use crate::transport::TransportError;
use thiserror::Error;

/// Structured error context for better error handling and debugging.
#[derive(Debug, Clone, PartialEq, Eq)]
pub struct ErrorContext {
    /// Field path or configuration key that caused the error (e.g., "functions.chat.variants")
    pub field_path: Option<String>,
    /// Additional context about the error (e.g., expected type, actual value)
    pub details: Option<String>,
    /// Source of the error (e.g., "config_loader", "http_gateway")
    pub source: Option<String>,
}

impl ErrorContext {
    pub fn new() -> Self {
        Self {
            field_path: None,
            details: None,
            source: None,
        }
    }

    pub fn with_field_path(mut self, path: impl Into<String>) -> Self {
        self.field_path = Some(path.into());
        self
    }

    pub fn with_details(mut self, details: impl Into<String>) -> Self {
        self.details = Some(details.into());
        self
    }

    pub fn with_source(mut self, source: impl Into<String>) -> Self {
        self.source = Some(source.into());
        self
    }
}

impl Default for ErrorContext {
    fn default() -> Self {
        Self::new()
    }
}

/// Unified error type for the TensorZero client.
#[derive(Debug, Error)]
pub enum Error {
    /// Discriminator missing or not registered for a strict family.
    #[error("Unknown {family} variant: {}", .found.as_deref().unwrap_or("<missing type>"))]
    UnknownVariant {
        family: &'static str,
        found: Option<String>,
    },

    /// A variant payload is missing a mandatory field or has the wrong shape.
    #[error("Malformed {family} `{variant}`: {message}")]
    MalformedContent {
        family: &'static str,
        variant: String,
        message: String,
    },

    /// The gateway answered, but reported a failure.
    #[error("TensorZeroError (status code {status}): {message}")]
    Gateway { status: u16, message: String },

    /// Client-side invariant violation. Always a bug.
    #[error("Internal error: {message}")]
    Internal { message: String },

    #[error("Request cancelled")]
    Cancelled,

    #[error("Configuration error: {message}{}", format_context(.context))]
    Configuration {
        message: String,
        context: ErrorContext,
    },

    #[error("Validation error: {message}{}", format_context(.context))]
    Validation {
        message: String,
        context: ErrorContext,
    },

    #[error("Network transport error: {0}")]
    Transport(#[from] TransportError),

    #[error("I/O error: {0}")]
    Io(#[from] std::io::Error),

    #[error("Serialization error: {0}")]
    Serialization(#[from] serde_json::Error),
}

// Helper function to format error context for display
fn format_context(ctx: &ErrorContext) -> String {
    let mut parts = Vec::new();
    if let Some(ref field) = ctx.field_path {
        parts.push(format!("field: {}", field));
    }
    if let Some(ref details) = ctx.details {
        parts.push(format!("details: {}", details));
    }
    if let Some(ref source) = ctx.source {
        parts.push(format!("source: {}", source));
    }
    if parts.is_empty() {
        String::new()
    } else {
        format!(" ({})", parts.join(", "))
    }
}

impl Error {
    pub fn unknown_variant(family: &'static str, found: Option<&str>) -> Self {
        Error::UnknownVariant {
            family,
            found: found.map(str::to_string),
        }
    }

    pub fn malformed(
        family: &'static str,
        variant: impl Into<String>,
        message: impl Into<String>,
    ) -> Self {
        Error::MalformedContent {
            family,
            variant: variant.into(),
            message: message.into(),
        }
    }

    pub fn internal(message: impl Into<String>) -> Self {
        Error::Internal {
            message: message.into(),
        }
    }

    /// Create a new configuration error with structured context
    pub fn configuration_with_context(msg: impl Into<String>, context: ErrorContext) -> Self {
        Error::Configuration {
            message: msg.into(),
            context,
        }
    }

    /// Create a new validation error with structured context
    pub fn validation_with_context(msg: impl Into<String>, context: ErrorContext) -> Self {
        Error::Validation {
            message: msg.into(),
            context,
        }
    }

    /// Extract error context if available
    pub fn context(&self) -> Option<&ErrorContext> {
        match self {
            Error::Configuration { context, .. } | Error::Validation { context, .. } => {
                Some(context)
            }
            _ => None,
        }
    }

    /// HTTP status reported by the gateway, if this is a gateway error.
    pub fn status(&self) -> Option<u16> {
        match self {
            Error::Gateway { status, .. } => Some(*status),
            _ => None,
        }
    }

    /// Whether a caller-side retry is reasonable (5xx or 429).
    ///
    /// The client never retries on its own.
    pub fn is_retryable(&self) -> bool {
        matches!(self, Error::Gateway { status, .. } if *status >= 500 || *status == 429)
    }
}
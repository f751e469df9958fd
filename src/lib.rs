//! # tensorzero-client
//!
//! Typed client for the TensorZero inference gateway.
//!
//! ## Overview
//!
//! Every polymorphic object the gateway exchanges carries a `type` discriminator.
//! This crate models each such family as a Rust enum, dispatched through a
//! [`variant::VariantRegistry`], so that a value decoded from the wire encodes back
//! to the same JSON. On top of the data model sit a small HTTP gateway client and a
//! streaming delivery type with separate chunk and error channels.
//!
//! ## Key Features
//!
//! - **Content blocks**: text, tool calls and results, images, files, thoughts, raw
//!   text, and an `unknown` passthrough for block types the client does not know
//! - **Filter trees**: metric, tag and time leaves combined with `and`/`or`/`not`
//! - **Config variants**: functions and their variants, read from JSON or YAML
//! - **Streaming**: [`InferenceStream`] delivers chunks in order, then at most one error
//! - **Gateway**: [`Gateway`] trait with an HTTP implementation, [`HttpGateway`]
//!
//! ## Quick Start
//!
//! ```rust,no_run
//! use tensorzero_client::{Gateway, HttpGateway, InferenceInput, InferenceRequest, Message};
//! use tokio_util::sync::CancellationToken;
//!
//! #[tokio::main]
//! async fn main() -> tensorzero_client::Result<()> {
//!     let gateway = HttpGateway::builder()
//!         .base_url("http://localhost:3000")
//!         .build()?;
//!
//!     let request = InferenceRequest::builder(InferenceInput::new(vec![Message::user("Hi")]))
//!         .function_name("basic_test")
//!         .build();
//!
//!     let mut stream = gateway.inference_stream(&request, CancellationToken::new());
//!     while let Some(chunk) = stream.next_chunk().await {
//!         println!("{:?}", chunk);
//!     }
//!     if let Some(err) = stream.error().await {
//!         return Err(err);
//!     }
//!     Ok(())
//! }
//! ```
//!
//! ## Module Organization
//!
//! | Module | Description |
//! |--------|-------------|
//! | [`variant`] | Discriminator registries shared by every family |
//! | [`types`] | Content blocks, messages, requests, responses, datapoints |
//! | [`filter`] | Inference filter trees and list queries |
//! | [`config`] | Function and variant configuration, optimization jobs |
//! | [`stream`] | Dual-channel streaming delivery |
//! | [`client`] | Gateway trait, HTTP gateway and its builder |
//! | [`transport`] | HTTP dispatch and SSE framing |

pub mod client;
pub mod config;
pub mod filter;
pub mod stream;
pub mod transport;
pub mod types;
pub mod variant;

// Re-export main types for convenience
pub use client::{Gateway, HttpGateway, HttpGatewayBuilder};
pub use config::{Config, FunctionConfig, VariantConfig};
pub use filter::{FilterNode, ListInferencesRequest, OrderBy};
pub use stream::InferenceStream;
pub use types::{
    ContentBlock, ContentBlockChunk, InferenceChunk, InferenceInput, InferenceRequest,
    InferenceResponse, Message, MessageRole,
};
pub use variant::{Family, Variant};

use futures::Stream;
use std::pin::Pin;

/// Result type alias for the library
pub type Result<T> = std::result::Result<T, Error>;

/// A pinned, boxed stream that emits `Result<T>`
pub type BoxStream<'a, T> = Pin<Box<dyn Stream<Item = Result<T>> + Send + 'a>>;

/// Error type for the library
pub mod error;
pub use error::{Error, ErrorContext};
■ ■ ■ ■ ■
§ WORK INSTRUCTION: All lines above from the line with "pub fn with_field_path(mut" through the line with "a strict family.", both included, are to be set down exactly, with nothing else.

§ TASK ANSWER:
    pub fn with_field_path(mut self, path: impl Into<String>) -> Self {
        self.field_path = Some(path.into());
        self
    }

    pub fn with_details(mut self, details: impl Into<String>) -> Self {
        self.details = Some(details.into());
        self
    }

    pub fn with_source(mut self, source: impl Into<String>) -> Self {
        self.source = Some(source.into());
        self
    }
}

impl Default for ErrorContext {
    fn default() -> Self {
        Self::new()
    }
}

/// Unified error type for the TensorZero client.
#[derive(Debug, Error)]
pub enum Error {
    /// Discriminator missing or not registered for a strict family.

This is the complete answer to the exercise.